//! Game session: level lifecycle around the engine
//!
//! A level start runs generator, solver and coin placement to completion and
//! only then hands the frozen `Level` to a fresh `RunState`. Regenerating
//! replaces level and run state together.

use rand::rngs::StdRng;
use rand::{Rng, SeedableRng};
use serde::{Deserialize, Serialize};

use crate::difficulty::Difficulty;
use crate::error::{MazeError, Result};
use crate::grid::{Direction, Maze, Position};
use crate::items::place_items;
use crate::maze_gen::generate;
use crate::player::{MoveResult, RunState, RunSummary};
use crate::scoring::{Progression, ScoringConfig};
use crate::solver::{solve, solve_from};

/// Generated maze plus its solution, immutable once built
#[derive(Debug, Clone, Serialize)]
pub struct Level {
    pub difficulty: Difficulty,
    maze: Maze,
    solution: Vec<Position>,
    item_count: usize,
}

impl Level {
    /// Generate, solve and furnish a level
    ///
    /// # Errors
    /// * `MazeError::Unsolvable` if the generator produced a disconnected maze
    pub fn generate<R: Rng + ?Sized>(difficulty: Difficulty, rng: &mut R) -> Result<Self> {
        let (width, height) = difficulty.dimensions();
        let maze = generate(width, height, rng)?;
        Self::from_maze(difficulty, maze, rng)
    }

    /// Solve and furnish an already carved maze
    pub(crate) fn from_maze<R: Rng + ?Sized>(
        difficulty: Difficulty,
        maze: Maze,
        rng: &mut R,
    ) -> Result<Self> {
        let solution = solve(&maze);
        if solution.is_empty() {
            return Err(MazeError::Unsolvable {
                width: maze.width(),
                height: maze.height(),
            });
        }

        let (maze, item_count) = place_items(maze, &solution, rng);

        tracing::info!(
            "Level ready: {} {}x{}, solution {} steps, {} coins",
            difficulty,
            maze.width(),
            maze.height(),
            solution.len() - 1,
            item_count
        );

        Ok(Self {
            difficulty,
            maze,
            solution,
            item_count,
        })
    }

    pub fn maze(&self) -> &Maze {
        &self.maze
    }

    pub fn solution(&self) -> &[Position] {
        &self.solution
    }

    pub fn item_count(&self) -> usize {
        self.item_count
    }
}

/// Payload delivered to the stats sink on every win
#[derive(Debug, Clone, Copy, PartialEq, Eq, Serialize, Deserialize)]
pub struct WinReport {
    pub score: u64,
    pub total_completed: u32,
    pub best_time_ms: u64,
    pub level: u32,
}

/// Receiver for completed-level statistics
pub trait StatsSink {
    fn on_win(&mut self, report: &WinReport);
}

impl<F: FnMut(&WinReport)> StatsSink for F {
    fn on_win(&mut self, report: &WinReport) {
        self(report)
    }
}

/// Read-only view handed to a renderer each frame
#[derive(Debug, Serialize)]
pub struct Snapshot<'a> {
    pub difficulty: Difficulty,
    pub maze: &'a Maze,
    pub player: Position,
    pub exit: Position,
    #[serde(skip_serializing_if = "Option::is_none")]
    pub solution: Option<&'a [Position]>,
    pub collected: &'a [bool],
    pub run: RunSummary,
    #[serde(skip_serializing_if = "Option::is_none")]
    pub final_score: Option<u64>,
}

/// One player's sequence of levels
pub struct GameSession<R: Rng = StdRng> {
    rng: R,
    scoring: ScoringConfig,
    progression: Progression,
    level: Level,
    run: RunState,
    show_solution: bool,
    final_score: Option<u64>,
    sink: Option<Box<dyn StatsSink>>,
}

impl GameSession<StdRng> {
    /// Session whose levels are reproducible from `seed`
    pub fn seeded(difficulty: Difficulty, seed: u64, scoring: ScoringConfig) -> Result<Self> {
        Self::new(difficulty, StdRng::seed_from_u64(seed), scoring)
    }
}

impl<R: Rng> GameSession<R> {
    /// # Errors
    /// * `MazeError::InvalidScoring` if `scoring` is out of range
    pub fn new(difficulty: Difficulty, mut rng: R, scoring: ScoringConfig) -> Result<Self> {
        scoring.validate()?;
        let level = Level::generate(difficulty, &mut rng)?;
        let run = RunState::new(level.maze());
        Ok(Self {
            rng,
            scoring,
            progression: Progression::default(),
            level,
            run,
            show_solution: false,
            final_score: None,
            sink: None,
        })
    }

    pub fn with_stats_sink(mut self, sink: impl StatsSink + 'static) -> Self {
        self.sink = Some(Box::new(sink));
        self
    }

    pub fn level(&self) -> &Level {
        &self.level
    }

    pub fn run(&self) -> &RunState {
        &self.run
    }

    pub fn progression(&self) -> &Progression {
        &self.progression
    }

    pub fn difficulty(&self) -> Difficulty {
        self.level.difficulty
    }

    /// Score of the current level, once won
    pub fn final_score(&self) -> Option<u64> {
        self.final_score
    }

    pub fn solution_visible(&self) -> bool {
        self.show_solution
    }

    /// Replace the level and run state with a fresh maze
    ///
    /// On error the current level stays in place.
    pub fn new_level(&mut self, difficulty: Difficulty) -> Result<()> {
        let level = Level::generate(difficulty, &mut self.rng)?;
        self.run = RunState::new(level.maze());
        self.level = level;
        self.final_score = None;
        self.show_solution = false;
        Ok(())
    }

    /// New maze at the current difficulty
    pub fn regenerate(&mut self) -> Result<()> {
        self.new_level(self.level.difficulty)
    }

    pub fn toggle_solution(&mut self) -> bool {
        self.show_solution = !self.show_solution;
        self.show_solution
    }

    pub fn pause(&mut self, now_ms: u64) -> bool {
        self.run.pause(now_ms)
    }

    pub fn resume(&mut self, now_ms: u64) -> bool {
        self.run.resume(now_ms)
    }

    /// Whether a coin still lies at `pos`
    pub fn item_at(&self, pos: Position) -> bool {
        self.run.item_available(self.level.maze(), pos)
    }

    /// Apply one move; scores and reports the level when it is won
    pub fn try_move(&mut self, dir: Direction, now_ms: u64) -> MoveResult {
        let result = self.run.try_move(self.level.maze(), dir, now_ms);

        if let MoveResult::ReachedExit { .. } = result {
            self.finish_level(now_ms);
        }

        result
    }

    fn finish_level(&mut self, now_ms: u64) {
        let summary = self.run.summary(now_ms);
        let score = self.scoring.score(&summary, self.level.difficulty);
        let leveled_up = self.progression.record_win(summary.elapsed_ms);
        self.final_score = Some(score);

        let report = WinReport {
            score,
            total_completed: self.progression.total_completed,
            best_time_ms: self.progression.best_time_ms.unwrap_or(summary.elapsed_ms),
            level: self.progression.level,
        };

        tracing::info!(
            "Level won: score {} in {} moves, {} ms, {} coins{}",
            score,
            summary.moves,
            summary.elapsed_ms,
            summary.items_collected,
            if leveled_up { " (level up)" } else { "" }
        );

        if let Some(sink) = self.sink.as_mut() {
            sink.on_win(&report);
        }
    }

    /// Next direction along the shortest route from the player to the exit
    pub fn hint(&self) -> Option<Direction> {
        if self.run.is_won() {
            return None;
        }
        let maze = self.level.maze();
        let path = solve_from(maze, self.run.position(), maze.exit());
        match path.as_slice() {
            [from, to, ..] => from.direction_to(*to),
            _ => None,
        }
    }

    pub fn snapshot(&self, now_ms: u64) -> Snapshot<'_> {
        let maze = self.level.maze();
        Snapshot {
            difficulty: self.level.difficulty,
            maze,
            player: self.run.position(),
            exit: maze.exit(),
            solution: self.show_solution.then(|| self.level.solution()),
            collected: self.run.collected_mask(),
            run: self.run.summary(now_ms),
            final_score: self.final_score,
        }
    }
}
==
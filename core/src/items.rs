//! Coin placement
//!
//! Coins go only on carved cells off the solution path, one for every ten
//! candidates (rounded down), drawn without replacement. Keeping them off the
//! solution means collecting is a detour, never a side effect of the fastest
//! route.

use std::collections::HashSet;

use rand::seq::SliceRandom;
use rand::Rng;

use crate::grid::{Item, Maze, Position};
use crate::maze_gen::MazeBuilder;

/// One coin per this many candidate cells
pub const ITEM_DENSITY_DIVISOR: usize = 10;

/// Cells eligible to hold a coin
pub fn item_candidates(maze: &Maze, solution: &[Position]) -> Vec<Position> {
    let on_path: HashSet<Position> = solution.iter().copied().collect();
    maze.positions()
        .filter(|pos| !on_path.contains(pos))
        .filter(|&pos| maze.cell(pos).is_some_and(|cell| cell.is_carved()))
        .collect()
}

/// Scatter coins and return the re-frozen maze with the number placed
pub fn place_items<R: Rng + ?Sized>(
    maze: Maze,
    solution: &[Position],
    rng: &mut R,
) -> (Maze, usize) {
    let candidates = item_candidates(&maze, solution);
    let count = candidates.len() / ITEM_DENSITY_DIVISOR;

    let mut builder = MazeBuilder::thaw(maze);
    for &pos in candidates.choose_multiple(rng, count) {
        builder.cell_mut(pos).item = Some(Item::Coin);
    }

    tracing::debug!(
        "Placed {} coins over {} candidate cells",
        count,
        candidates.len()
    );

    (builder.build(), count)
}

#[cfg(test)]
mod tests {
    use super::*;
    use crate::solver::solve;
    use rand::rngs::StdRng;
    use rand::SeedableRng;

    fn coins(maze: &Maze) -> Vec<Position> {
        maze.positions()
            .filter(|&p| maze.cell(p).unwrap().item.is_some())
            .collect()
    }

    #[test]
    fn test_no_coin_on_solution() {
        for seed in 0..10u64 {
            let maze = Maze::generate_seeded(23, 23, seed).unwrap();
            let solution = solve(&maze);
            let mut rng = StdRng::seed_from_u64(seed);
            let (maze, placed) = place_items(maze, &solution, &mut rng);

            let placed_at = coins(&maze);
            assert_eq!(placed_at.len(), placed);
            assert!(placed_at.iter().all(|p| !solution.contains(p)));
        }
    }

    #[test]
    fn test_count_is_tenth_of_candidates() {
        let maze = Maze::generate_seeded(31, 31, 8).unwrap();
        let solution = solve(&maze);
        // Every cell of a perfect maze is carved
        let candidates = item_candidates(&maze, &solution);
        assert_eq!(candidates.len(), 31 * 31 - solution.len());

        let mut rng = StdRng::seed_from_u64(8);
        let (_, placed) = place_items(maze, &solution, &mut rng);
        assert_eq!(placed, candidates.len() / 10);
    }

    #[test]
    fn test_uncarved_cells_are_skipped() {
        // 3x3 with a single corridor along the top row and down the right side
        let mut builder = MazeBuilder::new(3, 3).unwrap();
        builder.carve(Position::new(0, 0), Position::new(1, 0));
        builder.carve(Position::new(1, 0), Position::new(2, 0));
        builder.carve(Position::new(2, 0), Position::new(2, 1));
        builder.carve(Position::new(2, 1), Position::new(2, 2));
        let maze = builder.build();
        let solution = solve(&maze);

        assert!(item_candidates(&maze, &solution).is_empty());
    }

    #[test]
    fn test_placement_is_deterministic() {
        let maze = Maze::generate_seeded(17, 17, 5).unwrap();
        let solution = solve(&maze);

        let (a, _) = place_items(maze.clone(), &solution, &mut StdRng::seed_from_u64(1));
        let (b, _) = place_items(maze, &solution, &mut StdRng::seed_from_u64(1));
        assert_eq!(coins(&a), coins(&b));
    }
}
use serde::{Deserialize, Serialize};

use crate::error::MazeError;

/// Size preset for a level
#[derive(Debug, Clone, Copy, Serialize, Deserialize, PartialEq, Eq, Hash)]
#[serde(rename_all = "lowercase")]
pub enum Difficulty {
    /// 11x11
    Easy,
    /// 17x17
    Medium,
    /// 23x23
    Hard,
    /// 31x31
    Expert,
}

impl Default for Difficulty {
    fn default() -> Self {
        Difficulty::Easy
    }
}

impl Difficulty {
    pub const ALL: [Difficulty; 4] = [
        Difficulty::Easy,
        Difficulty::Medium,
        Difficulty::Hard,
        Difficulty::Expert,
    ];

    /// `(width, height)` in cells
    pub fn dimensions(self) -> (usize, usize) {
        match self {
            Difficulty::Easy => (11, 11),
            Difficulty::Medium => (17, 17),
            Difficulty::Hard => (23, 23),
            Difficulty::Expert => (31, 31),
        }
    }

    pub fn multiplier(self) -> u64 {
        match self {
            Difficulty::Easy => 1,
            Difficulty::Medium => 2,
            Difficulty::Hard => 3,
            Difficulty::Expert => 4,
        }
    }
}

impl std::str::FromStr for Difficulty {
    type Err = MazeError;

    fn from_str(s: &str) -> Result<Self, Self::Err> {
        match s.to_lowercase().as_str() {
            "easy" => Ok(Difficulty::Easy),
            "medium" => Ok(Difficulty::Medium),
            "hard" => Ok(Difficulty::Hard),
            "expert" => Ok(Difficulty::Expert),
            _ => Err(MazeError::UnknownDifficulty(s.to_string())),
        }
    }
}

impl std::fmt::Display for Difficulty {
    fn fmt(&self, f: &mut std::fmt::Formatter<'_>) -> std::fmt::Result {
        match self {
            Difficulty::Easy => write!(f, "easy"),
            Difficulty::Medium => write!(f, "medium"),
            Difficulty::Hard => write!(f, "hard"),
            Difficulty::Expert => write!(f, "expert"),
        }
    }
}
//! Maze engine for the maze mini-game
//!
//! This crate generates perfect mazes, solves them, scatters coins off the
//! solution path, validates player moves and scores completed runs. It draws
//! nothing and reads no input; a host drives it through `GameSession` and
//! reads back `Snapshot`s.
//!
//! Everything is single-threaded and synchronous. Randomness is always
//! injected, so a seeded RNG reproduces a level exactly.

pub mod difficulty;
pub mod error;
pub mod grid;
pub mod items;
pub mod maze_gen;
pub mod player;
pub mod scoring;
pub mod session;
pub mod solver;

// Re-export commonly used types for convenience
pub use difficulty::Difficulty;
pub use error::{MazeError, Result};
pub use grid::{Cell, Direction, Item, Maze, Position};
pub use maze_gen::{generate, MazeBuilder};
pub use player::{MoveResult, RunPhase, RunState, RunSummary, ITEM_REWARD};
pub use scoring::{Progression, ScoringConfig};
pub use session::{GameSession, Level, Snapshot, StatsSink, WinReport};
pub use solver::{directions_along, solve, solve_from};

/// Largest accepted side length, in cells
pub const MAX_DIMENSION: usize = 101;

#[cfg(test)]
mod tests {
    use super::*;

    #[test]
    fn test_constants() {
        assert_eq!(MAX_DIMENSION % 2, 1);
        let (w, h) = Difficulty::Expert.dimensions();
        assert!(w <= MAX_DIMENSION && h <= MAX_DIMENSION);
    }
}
--
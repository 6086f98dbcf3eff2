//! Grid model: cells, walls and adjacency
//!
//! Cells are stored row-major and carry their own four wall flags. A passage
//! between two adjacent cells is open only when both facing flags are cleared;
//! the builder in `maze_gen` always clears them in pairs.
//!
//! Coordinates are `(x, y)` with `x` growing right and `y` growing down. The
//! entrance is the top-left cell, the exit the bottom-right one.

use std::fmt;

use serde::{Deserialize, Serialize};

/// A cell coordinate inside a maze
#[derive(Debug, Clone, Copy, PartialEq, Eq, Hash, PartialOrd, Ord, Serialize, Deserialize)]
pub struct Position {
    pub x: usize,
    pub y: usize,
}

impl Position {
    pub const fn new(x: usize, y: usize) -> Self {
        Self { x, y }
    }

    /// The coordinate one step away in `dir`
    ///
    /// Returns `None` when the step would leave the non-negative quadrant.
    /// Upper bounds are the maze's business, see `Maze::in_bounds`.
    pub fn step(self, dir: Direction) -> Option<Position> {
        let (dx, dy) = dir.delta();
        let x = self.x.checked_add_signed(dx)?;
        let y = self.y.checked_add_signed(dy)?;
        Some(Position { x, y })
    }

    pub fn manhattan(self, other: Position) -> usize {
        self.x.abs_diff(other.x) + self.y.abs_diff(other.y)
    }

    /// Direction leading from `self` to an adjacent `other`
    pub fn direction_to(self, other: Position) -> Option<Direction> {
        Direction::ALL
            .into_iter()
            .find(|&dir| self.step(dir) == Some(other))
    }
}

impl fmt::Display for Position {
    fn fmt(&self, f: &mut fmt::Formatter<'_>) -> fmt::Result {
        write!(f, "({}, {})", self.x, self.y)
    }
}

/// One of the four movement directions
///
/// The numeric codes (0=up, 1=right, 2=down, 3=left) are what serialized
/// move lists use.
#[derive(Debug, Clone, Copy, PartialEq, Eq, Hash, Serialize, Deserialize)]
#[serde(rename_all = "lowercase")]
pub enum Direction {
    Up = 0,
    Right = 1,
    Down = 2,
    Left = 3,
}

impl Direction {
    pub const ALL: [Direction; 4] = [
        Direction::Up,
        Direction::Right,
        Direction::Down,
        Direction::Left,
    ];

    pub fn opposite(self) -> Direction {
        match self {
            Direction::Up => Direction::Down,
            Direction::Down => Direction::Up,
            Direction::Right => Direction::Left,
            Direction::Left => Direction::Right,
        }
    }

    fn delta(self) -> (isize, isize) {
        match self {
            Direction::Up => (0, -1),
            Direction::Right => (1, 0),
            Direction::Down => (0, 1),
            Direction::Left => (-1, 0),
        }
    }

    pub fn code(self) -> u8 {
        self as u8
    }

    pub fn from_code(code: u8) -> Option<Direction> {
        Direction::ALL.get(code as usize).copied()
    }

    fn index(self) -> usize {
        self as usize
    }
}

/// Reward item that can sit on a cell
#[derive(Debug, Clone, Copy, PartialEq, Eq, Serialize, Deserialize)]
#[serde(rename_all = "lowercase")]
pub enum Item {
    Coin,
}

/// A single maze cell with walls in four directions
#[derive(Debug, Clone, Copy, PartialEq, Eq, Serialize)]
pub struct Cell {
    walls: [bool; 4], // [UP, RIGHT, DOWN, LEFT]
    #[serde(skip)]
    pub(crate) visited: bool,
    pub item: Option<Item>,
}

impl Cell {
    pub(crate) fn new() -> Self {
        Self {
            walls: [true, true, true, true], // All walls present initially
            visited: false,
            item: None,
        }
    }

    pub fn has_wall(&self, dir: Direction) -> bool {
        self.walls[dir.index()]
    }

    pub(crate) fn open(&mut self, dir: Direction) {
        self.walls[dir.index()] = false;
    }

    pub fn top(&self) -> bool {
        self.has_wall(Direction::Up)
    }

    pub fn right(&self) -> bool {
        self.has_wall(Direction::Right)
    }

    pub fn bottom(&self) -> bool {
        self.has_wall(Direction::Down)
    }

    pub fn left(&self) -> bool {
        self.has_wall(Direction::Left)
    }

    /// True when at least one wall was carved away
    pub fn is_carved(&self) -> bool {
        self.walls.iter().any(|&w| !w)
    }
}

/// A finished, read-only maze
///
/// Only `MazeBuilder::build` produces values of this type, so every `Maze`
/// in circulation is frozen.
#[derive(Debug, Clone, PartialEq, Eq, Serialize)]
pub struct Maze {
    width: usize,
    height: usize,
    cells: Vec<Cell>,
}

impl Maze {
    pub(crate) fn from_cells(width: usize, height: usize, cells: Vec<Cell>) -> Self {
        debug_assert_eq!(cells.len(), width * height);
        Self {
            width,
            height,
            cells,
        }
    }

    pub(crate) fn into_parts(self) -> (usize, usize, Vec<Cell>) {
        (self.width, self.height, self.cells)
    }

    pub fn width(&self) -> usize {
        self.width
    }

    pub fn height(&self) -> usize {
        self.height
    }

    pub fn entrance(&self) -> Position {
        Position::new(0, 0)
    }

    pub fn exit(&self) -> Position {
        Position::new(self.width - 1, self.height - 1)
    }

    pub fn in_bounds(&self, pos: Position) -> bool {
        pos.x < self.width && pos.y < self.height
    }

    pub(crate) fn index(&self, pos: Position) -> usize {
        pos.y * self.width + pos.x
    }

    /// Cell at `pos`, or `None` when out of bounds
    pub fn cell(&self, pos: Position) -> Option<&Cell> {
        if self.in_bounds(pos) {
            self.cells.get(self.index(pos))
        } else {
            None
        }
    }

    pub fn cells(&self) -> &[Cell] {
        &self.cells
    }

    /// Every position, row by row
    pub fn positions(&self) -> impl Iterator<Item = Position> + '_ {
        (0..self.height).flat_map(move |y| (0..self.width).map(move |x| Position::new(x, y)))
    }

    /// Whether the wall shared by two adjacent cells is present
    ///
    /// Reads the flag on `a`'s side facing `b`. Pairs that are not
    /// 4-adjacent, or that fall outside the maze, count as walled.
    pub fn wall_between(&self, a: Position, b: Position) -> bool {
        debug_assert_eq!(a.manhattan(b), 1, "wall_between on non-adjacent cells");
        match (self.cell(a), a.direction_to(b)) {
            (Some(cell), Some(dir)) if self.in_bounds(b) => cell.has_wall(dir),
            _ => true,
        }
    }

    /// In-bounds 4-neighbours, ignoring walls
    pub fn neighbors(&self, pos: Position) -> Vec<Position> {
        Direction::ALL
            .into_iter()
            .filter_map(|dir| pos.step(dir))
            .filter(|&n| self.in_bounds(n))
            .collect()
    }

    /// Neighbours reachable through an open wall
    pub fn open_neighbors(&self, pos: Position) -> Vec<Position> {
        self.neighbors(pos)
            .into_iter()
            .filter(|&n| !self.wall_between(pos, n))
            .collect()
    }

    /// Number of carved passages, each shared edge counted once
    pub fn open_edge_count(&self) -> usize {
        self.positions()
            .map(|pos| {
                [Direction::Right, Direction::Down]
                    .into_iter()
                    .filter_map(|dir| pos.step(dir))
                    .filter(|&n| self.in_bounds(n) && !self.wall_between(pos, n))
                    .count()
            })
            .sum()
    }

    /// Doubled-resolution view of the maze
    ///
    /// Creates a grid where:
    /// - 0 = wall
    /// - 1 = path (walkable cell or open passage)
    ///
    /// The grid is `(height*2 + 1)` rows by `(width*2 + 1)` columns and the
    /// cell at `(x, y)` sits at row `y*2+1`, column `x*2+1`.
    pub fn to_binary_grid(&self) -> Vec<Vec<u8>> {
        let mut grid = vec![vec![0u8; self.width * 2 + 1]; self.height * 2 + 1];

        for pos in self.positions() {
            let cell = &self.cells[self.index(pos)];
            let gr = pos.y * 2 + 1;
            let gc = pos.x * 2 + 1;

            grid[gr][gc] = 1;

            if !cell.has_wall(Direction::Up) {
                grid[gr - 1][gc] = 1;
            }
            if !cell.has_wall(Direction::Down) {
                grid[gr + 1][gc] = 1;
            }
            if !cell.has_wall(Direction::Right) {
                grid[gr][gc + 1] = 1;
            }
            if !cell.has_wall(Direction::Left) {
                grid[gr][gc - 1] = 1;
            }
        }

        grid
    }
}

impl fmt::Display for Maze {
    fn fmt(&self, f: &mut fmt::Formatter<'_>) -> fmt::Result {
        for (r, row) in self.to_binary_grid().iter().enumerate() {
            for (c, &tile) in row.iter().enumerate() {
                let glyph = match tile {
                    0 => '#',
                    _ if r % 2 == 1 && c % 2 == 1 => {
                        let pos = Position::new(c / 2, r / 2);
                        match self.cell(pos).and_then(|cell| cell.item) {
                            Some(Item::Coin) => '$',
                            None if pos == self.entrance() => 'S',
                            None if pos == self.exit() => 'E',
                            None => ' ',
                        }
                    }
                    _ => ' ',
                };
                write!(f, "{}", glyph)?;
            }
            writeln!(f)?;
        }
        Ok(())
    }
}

_Exercise requirements:_ All that is wanted is a faithful reproduction of the line above with "pub mod solver;", the line with "let (w, h) = Difficulty::Expert.dimensions();", and every line in between.

_Response below:_
pub mod solver;

// Re-export commonly used types for convenience
pub use difficulty::Difficulty;
pub use error::{MazeError, Result};
pub use grid::{Cell, Direction, Item, Maze, Position};
pub use maze_gen::{generate, MazeBuilder};
pub use player::{MoveResult, RunPhase, RunState, RunSummary, ITEM_REWARD};
pub use scoring::{Progression, ScoringConfig};
pub use session::{GameSession, Level, Snapshot, StatsSink, WinReport};
pub use solver::{directions_along, solve, solve_from};

/// Largest accepted side length, in cells
pub const MAX_DIMENSION: usize = 101;

#[cfg(test)]
mod tests {
    use super::*;

    #[test]
    fn test_constants() {
        assert_eq!(MAX_DIMENSION % 2, 1);
        let (w, h) = Difficulty::Expert.dimensions();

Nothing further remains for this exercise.